After a lull, new-home sales up 3.5% in August
WASHINGTON (AP) – Sept. 26, 2018 – Sales of new U.S. homes climbed 3.5 percent in August, snapping a two-month decline as buying surged in the pricey Northeast and West housing markets.
The Commerce Department said Wednesday that newly built homes sold at a seasonally adjusted annual rate of 629,000 last month. The pace of sales was revised downward for July and June. Sales of new homes have advanced 6.9 percent this year. Still, rising costs and higher mortgage rates have tempered some of the enthusiasm from would-be buyers.
“Demand has cooled as home prices reached levels that have caused some prospective buyers to balk, while homebuilders seem to be finally making a little headway in supplying the market adequately,” said Stephen Stanley, chief economist at Amherst Pierpont Securities.
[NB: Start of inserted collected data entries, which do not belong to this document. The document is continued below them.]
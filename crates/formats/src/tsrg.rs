//! TSRG v1 mapping file loader.
//!
//! ```text
//! a/b/Engine x/y/Engine
//! \tfield newField
//! \trun (ILa/b/Engine;)V newRun
//! ```
//!
//! Unindented two-column lines rename a class and set the owner context;
//! tab-indented two-column lines are field renames (no descriptor in this
//! format), tab-indented three-column lines are method renames. Anything
//! else is malformed.

use crate::error::{FormatError, Result};
use remap_mappings::Mappings;

/// Loader for TSRG v1 files.
#[derive(Debug, Clone, Copy, Default)]
pub struct TsrgV1Loader;

impl TsrgV1Loader {
    /// Create a new loader
    pub fn new() -> Self {
        Self
    }

    /// Parse a complete mapping source, splitting it into lines.
    pub fn parse_str(&self, source: &str) -> Result<Mappings> {
        self.parse_lines(source.lines())
    }

    /// Parse an ordered sequence of already-decoded lines.
    pub fn parse_lines<I, S>(&self, lines: I) -> Result<Mappings>
    where
        I: IntoIterator<Item = S>,
        S: AsRef<str>,
    {
        let mut mappings = Mappings::new();
        let mut current_class: Option<String> = None;

        for (idx, line) in lines.into_iter().enumerate() {
            let line = line.as_ref();
            let line_no = idx + 1;

            match line.strip_prefix('\t') {
                Some(member) => {
                    let owner = current_class
                        .as_deref()
                        .ok_or_else(|| FormatError::malformed_line(line_no, line))?;
                    let columns: Vec<&str> = member.split(' ').collect();
                    match columns.as_slice() {
                        [name, new_name] => {
                            mappings.add_field(owner, name, None, new_name, false)?;
                        }
                        [name, descriptor, new_name] => {
                            mappings.add_method(owner, name, descriptor, new_name, false)?;
                        }
                        _ => return Err(FormatError::malformed_line(line_no, line)),
                    }
                }
                None => {
                    let columns: Vec<&str> = line.split(' ').collect();
                    match columns.as_slice() {
                        [from, to] => {
                            mappings.add_class(from, to, false)?;
                            current_class = Some((*from).to_string());
                        }
                        _ => return Err(FormatError::malformed_line(line_no, line)),
                    }
                }
            }
        }

        log::debug!(
            "parsed tsrg mapping: {} classes, {} fields, {} methods",
            mappings.classes().len(),
            mappings.fields().len(),
            mappings.methods().len()
        );
        Ok(mappings)
    }
}
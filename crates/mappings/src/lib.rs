//! # Remap Mappings
//!
//! Core symbol-remapping model: renaming rules for the four linked
//! namespaces of a compiled artifact (packages, classes, fields, methods),
//! plus the derived operations built on top of them.
//!
//! ## Architecture
//!
//! ```text
//! Mappings (four ordered tables + cached reverse)
//!     │
//!     ├──> map_* queries (total; miss returns the input unchanged)
//!     │    ├─> longest-prefix package resolution
//!     │    ├─> class package re-derivation
//!     │    └─> descriptor rewriting
//!     │
//!     ├──> reverse()   — lazily derived, kept consistent across mutations
//!     ├──> bridge()    — compose two mappings through a shared namespace
//!     └──> fill()      — propagate member renames down a class hierarchy
//! ```
//!
//! ## Example
//!
//! ```rust
//! use remap_mappings::Mappings;
//!
//! let mut mappings = Mappings::new();
//! mappings.add_package("com/example/", "a/", false).unwrap();
//! mappings.add_class("com/example/Engine", "com/example/a", false).unwrap();
//!
//! assert_eq!(mappings.map_class("com/example/Engine"), "a/a");
//! assert_eq!(mappings.map_package("com.example.util"), "a.util");
//! ```

mod bridge;
mod descriptor;
mod error;
mod filler;
mod reverse;
mod table;
mod types;

pub use bridge::bridge;
pub use descriptor::{class_references, map_descriptor};
pub use error::{MappingError, Result};
pub use filler::{fill, ClassInfo, HierarchyResolver, MemberInfo, ResolvedClass};
pub use table::Mappings;
pub use types::{normalize_package, FieldKey, MethodKey, DEFAULT_PACKAGE};
//! Tiny v1 mapping file loader.
//!
//! ```text
//! v1\tofficial\tintermediary\tnamed
//! CLASS\ta\tnet/mod/Engine\tcom/example/Engine
//! FIELD\ta\tLa;\tb\tfield_1\tspeed
//! METHOD\ta\t(La;)V\tb\tmethod_1\trun
//! ```
//!
//! Every record carries one name column per header namespace. Field and
//! method records reference their owner (and write their descriptor) in the
//! *base* namespace — the first header column — so they are buffered until
//! all class records are known and resolved in a finalization pass through
//! an internal base→from helper table. That deferral also makes record
//! order irrelevant.

use crate::error::{FormatError, Result};
use remap_mappings::Mappings;

enum MemberKind {
    Field,
    Method,
}

struct PendingMember {
    kind: MemberKind,
    owner: String,
    descriptor: String,
    from_name: String,
    to_name: String,
}

/// Loader for Tiny v1 files, configured with the source and target
/// namespace names to extract.
#[derive(Debug, Clone)]
pub struct TinyV1Loader {
    from_ns: String,
    to_ns: String,
}

impl TinyV1Loader {
    /// Create a loader extracting `from_ns` → `to_ns` renames.
    pub fn new(from_ns: impl Into<String>, to_ns: impl Into<String>) -> Self {
        Self {
            from_ns: from_ns.into(),
            to_ns: to_ns.into(),
        }
    }

    /// Parse a complete mapping source, splitting it into lines.
    pub fn parse_str(&self, source: &str) -> Result<Mappings> {
        self.parse_lines(source.lines())
    }

    /// Parse an ordered sequence of already-decoded lines.
    pub fn parse_lines<I, S>(&self, lines: I) -> Result<Mappings>
    where
        I: IntoIterator<Item = S>,
        S: AsRef<str>,
    {
        let mut lines = lines.into_iter();
        let header = match lines.next() {
            Some(line) => line,
            None => return Err(FormatError::header_version("")),
        };
        let header = header.as_ref();
        let columns: Vec<&str> = header.split('\t').collect();
        if columns.first() != Some(&"v1") {
            return Err(FormatError::header_version(header));
        }
        let namespaces = &columns[1..];
        let from_idx = resolve_namespace(namespaces, &self.from_ns)?;
        let to_idx = resolve_namespace(namespaces, &self.to_ns)?;
        let ns_count = namespaces.len();

        // base → from translation table, filled by CLASS records
        let mut helper = Mappings::new();
        let mut output = Mappings::new();
        let mut pending: Vec<PendingMember> = Vec::new();

        for (idx, line) in lines.enumerate() {
            let line = line.as_ref();
            let line_no = idx + 2; // the header consumed line 1
            let columns: Vec<&str> = line.split('\t').collect();

            match columns.as_slice() {
                ["CLASS", names @ ..] if names.len() == ns_count => {
                    helper.add_class(names[0], names[from_idx], false)?;
                    output.add_class(names[from_idx], names[to_idx], false)?;
                }
                ["FIELD", owner, descriptor, names @ ..] if names.len() == ns_count => {
                    pending.push(PendingMember {
                        kind: MemberKind::Field,
                        owner: (*owner).to_string(),
                        descriptor: (*descriptor).to_string(),
                        from_name: names[from_idx].to_string(),
                        to_name: names[to_idx].to_string(),
                    });
                }
                ["METHOD", owner, descriptor, names @ ..] if names.len() == ns_count => {
                    pending.push(PendingMember {
                        kind: MemberKind::Method,
                        owner: (*owner).to_string(),
                        descriptor: (*descriptor).to_string(),
                        from_name: names[from_idx].to_string(),
                        to_name: names[to_idx].to_string(),
                    });
                }
                _ => return Err(FormatError::malformed_line(line_no, line)),
            }
        }

        for member in pending {
            if !helper.classes().contains_key(&member.owner) {
                return Err(FormatError::unresolved_owner(member.owner));
            }
            let owner = helper.map_class(&member.owner);
            let descriptor = helper.map_descriptor(&member.descriptor);
            match member.kind {
                MemberKind::Field => {
                    output.add_field(
                        &owner,
                        &member.from_name,
                        Some(&descriptor),
                        &member.to_name,
                        false,
                    )?;
                }
                MemberKind::Method => {
                    output.add_method(
                        &owner,
                        &member.from_name,
                        &descriptor,
                        &member.to_name,
                        false,
                    )?;
                }
            }
        }

        log::debug!(
            "parsed tiny v1 mapping ({} -> {}): {} classes, {} fields, {} methods",
            self.from_ns,
            self.to_ns,
            output.classes().len(),
            output.fields().len(),
            output.methods().len()
        );
        Ok(output)
    }
}

fn resolve_namespace(namespaces: &[&str], name: &str) -> Result<usize> {
    namespaces
        .iter()
        .position(|ns| *ns == name)
        .ok_or_else(|| FormatError::namespace_not_found(name))
}

#[cfg(test)]
mod tests {
    use super::*;
    use pretty_assertions::assert_eq;

    const SOURCE: &str = "\
v1\tofficial\tintermediary\tnamed
CLASS\ta\tnet/mod/Engine\tcom/example/Engine
FIELD\ta\tLa;\tb\tfield_1\tspeed
METHOD\ta\t(La;I)V\tc\tmethod_1\trun
";

    #[test]
    fn extracts_configured_namespace_pair() {
        let mappings = TinyV1Loader::new("intermediary", "named")
            .parse_str(SOURCE)
            .unwrap();

        assert_eq!(
            mappings.map_class("net/mod/Engine"),
            "com/example/Engine"
        );
        // owners and descriptors are re-expressed in the from namespace
        assert_eq!(
            mappings.map_field("net/mod/Engine", "field_1", Some("Lnet/mod/Engine;")),
            "speed"
        );
        assert_eq!(
            mappings.map_method("net/mod/Engine", "method_1", "(Lnet/mod/Engine;I)V"),
            "run"
        );
    }

    #[test]
    fn base_namespace_as_source() {
        let mappings = TinyV1Loader::new("official", "intermediary")
            .parse_str(SOURCE)
            .unwrap();

        assert_eq!(mappings.map_class("a"), "net/mod/Engine");
        assert_eq!(mappings.map_field("a", "b", Some("La;")), "field_1");
    }

    #[test]
    fn member_records_may_precede_their_class_record() {
        let source = "\
v1\tofficial\tnamed
FIELD\ta\tI\tb\tspeed
CLASS\ta\tcom/example/Engine
";
        let mappings = TinyV1Loader::new("official", "named")
            .parse_str(source)
            .unwrap();
        assert_eq!(mappings.map_field("a", "b", Some("I")), "speed");
    }

    #[test]
    fn owner_without_class_record_fails_finalization() {
        let source = "\
v1\tofficial\tnamed
FIELD\tmissing\tI\tb\tspeed
";
        let err = TinyV1Loader::new("official", "named")
            .parse_str(source)
            .unwrap_err();
        match err {
            FormatError::UnresolvedOwner { owner } => assert_eq!(owner, "missing"),
            other => panic!("expected UnresolvedOwner, got {other}"),
        }
    }

    #[test]
    fn missing_namespace_is_reported() {
        let err = TinyV1Loader::new("official", "absent")
            .parse_str(SOURCE)
            .unwrap_err();
        assert!(matches!(err, FormatError::NamespaceNotFound { .. }));
    }

    #[test]
    fn wrong_header_token_is_reported() {
        let err = TinyV1Loader::new("official", "named")
            .parse_str("v2\tofficial\tnamed\n")
            .unwrap_err();
        assert!(matches!(err, FormatError::HeaderVersion { .. }));
    }

    #[test]
    fn unknown_record_tag_is_malformed() {
        let source = "v1\tofficial\tnamed\nWIDGET\ta\tb\n";
        let err = TinyV1Loader::new("official", "named")
            .parse_str(source)
            .unwrap_err();
        assert!(matches!(err, FormatError::MalformedLine { line_no: 2, .. }));
    }
}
For the past several years, home prices have consistently increased at a significantly faster clip than incomes. Historically low mortgage rates had helped to ease the mounting costs of purchasing a home, but mortgage rates have been on the rise for the past year.
The shortage of existing homes on the market has driven demand for new construction. That has led to steady growth in new home sales this year, even as sales of existing homes has declined 1.5 percent, according to the National Association of Realtors®.
“Through the volatility, new home sales data continue to show more strength than the existing home sales data, but there appears to have been some loss of momentum in recent months,” said Jim O’Sullivan, chief U.S. economist at High-Frequency Economics, a research consulting firm.
Last month’s sales gains for new homes mostly came from a 47.8 percent jump in the Northeast and a 9.1 percent increase in the West. New-home sales edged up in the Midwest and fell in the South. The regional figures can be extremely volatile on a monthly basis.
The average sales price has risen 5.2 percent from a year ago to $388,400.